I need to solve for the parameter $\alpha$ after I calculate the integral.$$ \mathcal{R}(\alpha,\beta)=\int_0^\infty \frac{\sqrt{x}}{e^{(x-\alpha)\beta}+1}dx, \ \ \beta >0 $$ The result of this integral is $$ \mathcal{R}(\alpha,\beta)=-\frac{\sqrt{\pi}}{2\beta^{\frac32}}\text{Li}_{\frac32}{(-e^{\beta\alpha})} $$ Thanks to David H solution below.
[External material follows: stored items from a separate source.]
impl EncodeSpec {
    /// Create a re-encoding spec with default H.264/AAC settings.
    pub fn new() -> Self {
        Self::default()
    }

    /// Spec that re-muxes every stream bit-exactly.
    pub fn stream_copy() -> Self {
        Self {
            video_codec: VideoCodec::Copy,
            audio_codec: AudioCodec::Copy,
            ..Default::default()
        }
    }

    pub fn with_video_codec(mut self, codec: VideoCodec) -> Self {
        self.video_codec = codec;
        self
    }

    pub fn with_audio_codec(mut self, codec: AudioCodec) -> Self {
        self.audio_codec = codec;
        self
    }

    pub fn with_preset(mut self, preset: Preset) -> Self {
        self.preset = preset;
        self
    }

    pub fn with_crf(mut self, crf: u8) -> Self {
        self.crf = crf;
        self
    }

    pub fn with_resolution(mut self, width: u32, height: u32) -> Self {
        self.width = Some(width);
        self.height = Some(height);
        self
    }

    pub fn with_fps(mut self, fps: f64) -> Self {
        self.fps = Some(fps);
        self
    }

    pub fn with_video_bitrate(mut self, bitrate: impl Into<String>) -> Self {
        self.video_bitrate = Some(bitrate.into());
        self
    }

    pub fn with_audio_bitrate(mut self, bitrate: impl Into<String>) -> Self {
        self.audio_bitrate = bitrate.into();
        self
    }

    pub fn with_threads(mut self, threads: u32) -> Self {
        self.threads = threads;
        self
    }

    pub fn with_extra_arg(mut self, name: impl Into<String>, value: impl Into<String>) -> Self {
        self.extra_args.insert(name.into(), value.into());
        self
    }

    /// True when neither stream is re-encoded.
    pub fn is_stream_copy(&self) -> bool {
        self.video_codec.is_copy() && self.audio_codec.is_copy()
    }

    /// Check value ranges before the encoder sees them.
    pub fn validate(&self) -> Result<(), EncodeSpecError> {
        if self.crf > MAX_CRF {
            return Err(EncodeSpecError::CrfOutOfRange(self.crf));
        }
        match (self.width, self.height) {
            (Some(w), Some(h)) => {
                for dim in [w, h] {
                    if dim == 0 {
                        return Err(EncodeSpecError::InvalidDimension(dim));
                    }
                }
            }
            (None, None) => {}
            _ => return Err(EncodeSpecError::PartialResolution),
        }
        if let Some(fps) = self.fps {
            if !fps.is_finite() || fps <= 0.0 {
                return Err(EncodeSpecError::InvalidFrameRate(fps));
            }
        }
        for name in self.extra_args.keys() {
            let bare = name.trim_start_matches('-');
            if bare.is_empty() || bare.contains(char::is_whitespace) {
                return Err(EncodeSpecError::InvalidExtraArg(name.clone()));
            }
        }
        Ok(())
    }

    /// Convert to FFmpeg output arguments.
    ///
    /// A `copy` stream only gets its `-c:<stream> copy` flag; quality,
    /// geometry and rate options are emitted for re-encoded video only.
    /// Speed and quality flags follow the encoder: x264/x265 take `-preset`
    /// and `-crf`, libvpx-vp9 and libaom-av1 take `-cpu-used` and
    /// constant-quality `-crf` with `-b:v 0`. Other encoders get neither;
    /// pass their options through `extra_args`.
    pub fn to_ffmpeg_args(&self) -> Vec<String> {
        let mut args = vec!["-c:v".to_string(), self.video_codec.to_string()];

        if !self.video_codec.is_copy() {
            args.extend(self.rate_control_args());
            if let (Some(w), Some(h)) = (self.width, self.height) {
                args.extend_from_slice(&["-s".to_string(), format!("{}x{}", w, h)]);
            }
            if let Some(fps) = self.fps {
                args.extend_from_slice(&["-r".to_string(), fps.to_string()]);
            }
            if let Some(ref bitrate) = self.video_bitrate {
                args.extend_from_slice(&["-b:v".to_string(), bitrate.clone()]);
            }
        }

        args.extend_from_slice(&["-c:a".to_string(), self.audio_codec.to_string()]);
        if !self.audio_codec.is_copy() {
            args.extend_from_slice(&["-b:a".to_string(), self.audio_bitrate.clone()]);
        }

        if self.threads > 0 && !self.is_stream_copy() {
            args.extend_from_slice(&["-threads".to_string(), self.threads.to_string()]);
        }

        for (name, value) in &self.extra_args {
            let flag = if name.starts_with('-') {
                name.clone()
            } else {
                format!("-{}", name)
            };
            args.push(flag);
            if !value.is_empty() {
                args.push(value.clone());
            }
        }

        args
    }

    fn rate_control_args(&self) -> Vec<String> {
        let crf = self.crf.to_string();
        // Constant quality for libvpx/libaom needs a zero bitrate target.
        let unconstrained = self.video_bitrate.is_none();
        let mut args = match &self.video_codec {
            VideoCodec::H264 | VideoCodec::H265 => {
                return vec!["-preset".to_string(), self.preset.to_string(), "-crf".to_string(), crf];
            }
            VideoCodec::Vp9 => vec![
                "-deadline".to_string(),
                "good".to_string(),
                "-cpu-used".to_string(),
                self.preset.cpu_used().min(VP9_MAX_CPU_USED).to_string(),
                "-crf".to_string(),
                crf,
            ],
            VideoCodec::Av1 => vec![
                "-cpu-used".to_string(),
                self.preset.cpu_used().to_string(),
                "-crf".to_string(),
                crf,
            ],
            VideoCodec::Copy | VideoCodec::Other(_) => return Vec::new(),
        };
        if unconstrained {
            args.extend_from_slice(&["-b:v".to_string(), "0".to_string()]);
        }
        args
    }
}

#[cfg(test)]
mod tests {
    use super::*;

    #[test]
    fn test_default_spec_reencodes() {
        let args = EncodeSpec::default().to_ffmpeg_args();
        assert_eq!(
            args,
            vec!["-c:v", "libx264", "-preset", "medium", "-crf", "23", "-c:a", "aac", "-b:a", "128k"]
        );
    }

    #[test]
    fn test_stream_copy_emits_no_reencode_flags() {
        let spec = EncodeSpec::stream_copy()
            .with_crf(18)
            .with_resolution(1280, 720)
            .with_fps(30.0)
            .with_threads(8);
        let args = spec.to_ffmpeg_args();
        assert_eq!(args, vec!["-c:v", "copy", "-c:a", "copy"]);
    }

    #[test]
    fn test_video_copy_audio_reencode() {
        let spec = EncodeSpec::new()
            .with_video_codec(VideoCodec::Copy)
            .with_threads(4);
        let args = spec.to_ffmpeg_args();
        assert!(!args.contains(&"-crf".to_string()));
        assert!(!args.contains(&"-preset".to_string()));
        assert!(args.contains(&"-b:a".to_string()));
        assert!(args.contains(&"-threads".to_string()));
    }

    #[test]
    fn test_geometry_and_extra_args_order() {
        let spec = EncodeSpec::new()
            .with_resolution(1920, 1080)
            .with_fps(29.97)
            .with_video_bitrate("4M")
            .with_extra_arg("movflags", "+faststart")
            .with_extra_arg("an", "");
        let args = spec.to_ffmpeg_args();
        let joined = args.join(" ");
        assert!(joined.contains("-s 1920x1080"));
        assert!(joined.contains("-r 29.97"));
        assert!(joined.contains("-b:v 4M"));
        // BTreeMap ordering: "an" before "movflags"
        assert!(joined.ends_with("-an -movflags +faststart"));
    }

    #[test]
    fn test_codec_names_round_trip_through_serde() {
        let spec = EncodeSpec::new().with_video_codec(VideoCodec::Other("h264_nvenc".into()));
        let json = serde_json::to_string(&spec).unwrap();
        assert!(json.contains("\"h264_nvenc\""));
        let back: EncodeSpec = serde_json::from_str(&json).unwrap();
        assert_eq!(back, spec);

        let parsed: EncodeSpec = serde_json::from_str(r#"{"video_codec":"copy","audio_codec":"opus"}"#).unwrap();
        assert_eq!(parsed.video_codec, VideoCodec::Copy);
        assert_eq!(parsed.audio_codec, AudioCodec::Opus);
        assert_eq!(parsed.crf, DEFAULT_CRF);
    }

    #[test]
    fn test_validate() {
        assert!(EncodeSpec::default().validate().is_ok());
        assert_eq!(
            EncodeSpec::default().with_crf(60).validate(),
            Err(EncodeSpecError::CrfOutOfRange(60))
        );
        let partial = EncodeSpec {
            width: Some(640),
            ..Default::default()
        };
        assert_eq!(partial.validate(), Err(EncodeSpecError::PartialResolution));
        assert!(EncodeSpec::default().with_fps(0.0).validate().is_err());
        assert!(EncodeSpec::default().with_extra_arg("bad arg", "1").validate().is_err());
    }

    #[test]
    fn test_rate_control_follows_encoder() {
        let x265 = EncodeSpec::new().with_video_codec(VideoCodec::H265).with_preset(Preset::Slow);
        assert_eq!(&x265.to_ffmpeg_args()[..6], ["-c:v", "libx265", "-preset", "slow", "-crf", "23"]);

        let vp9 = EncodeSpec::new()
            .with_video_codec(VideoCodec::Vp9)
            .with_audio_codec(AudioCodec::Opus)
            .with_preset(Preset::Ultrafast)
            .with_crf(31);
        assert_eq!(
            vp9.to_ffmpeg_args().join(" "),
            "-c:v libvpx-vp9 -deadline good -cpu-used 5 -crf 31 -b:v 0 -c:a libopus -b:a 128k"
        );

        let av1 = EncodeSpec::new().with_video_codec(VideoCodec::Av1).with_video_bitrate("2M");
        let joined = av1.to_ffmpeg_args().join(" ");
        assert!(joined.starts_with("-c:v libaom-av1 -cpu-used 3 -crf 23 -b:v 2M"));
        assert!(!joined.contains("-preset"));
        assert!(!joined.contains("-b:v 0"));

        let nvenc = EncodeSpec::new()
            .with_video_codec(VideoCodec::Other("h264_nvenc".into()))
            .with_extra_arg("cq", "21");
        let args = nvenc.to_ffmpeg_args();
        assert!(!args.contains(&"-preset".to_string()));
        assert!(!args.contains(&"-crf".to_string()));
        assert!(args.join(" ").ends_with("-cq 21"));
    }
}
However, I need to invert this result now and solve for $\alpha$. Thanks for the help.

Answer 1

Leting $u=\beta x$ and $a=\alpha\beta$,

$$\mathcal{R}(\alpha,\beta)=\int_0^\infty \frac{\sqrt{x}}{e^{(x-\alpha)\beta}+1}dx\\ =\beta^{-3/2}\int_0^\infty \frac{\sqrt{u}}{e^{(u-a)}+1}du\\ =\beta^{-3/2}\mathcal{R}(a,1)=\beta^{-3/2}\mathcal{R}(\alpha\beta,1).$$

So it suffices to evaluate the integral for the $\beta=1$ case, and the case for general $\beta>0$ will follow automatically.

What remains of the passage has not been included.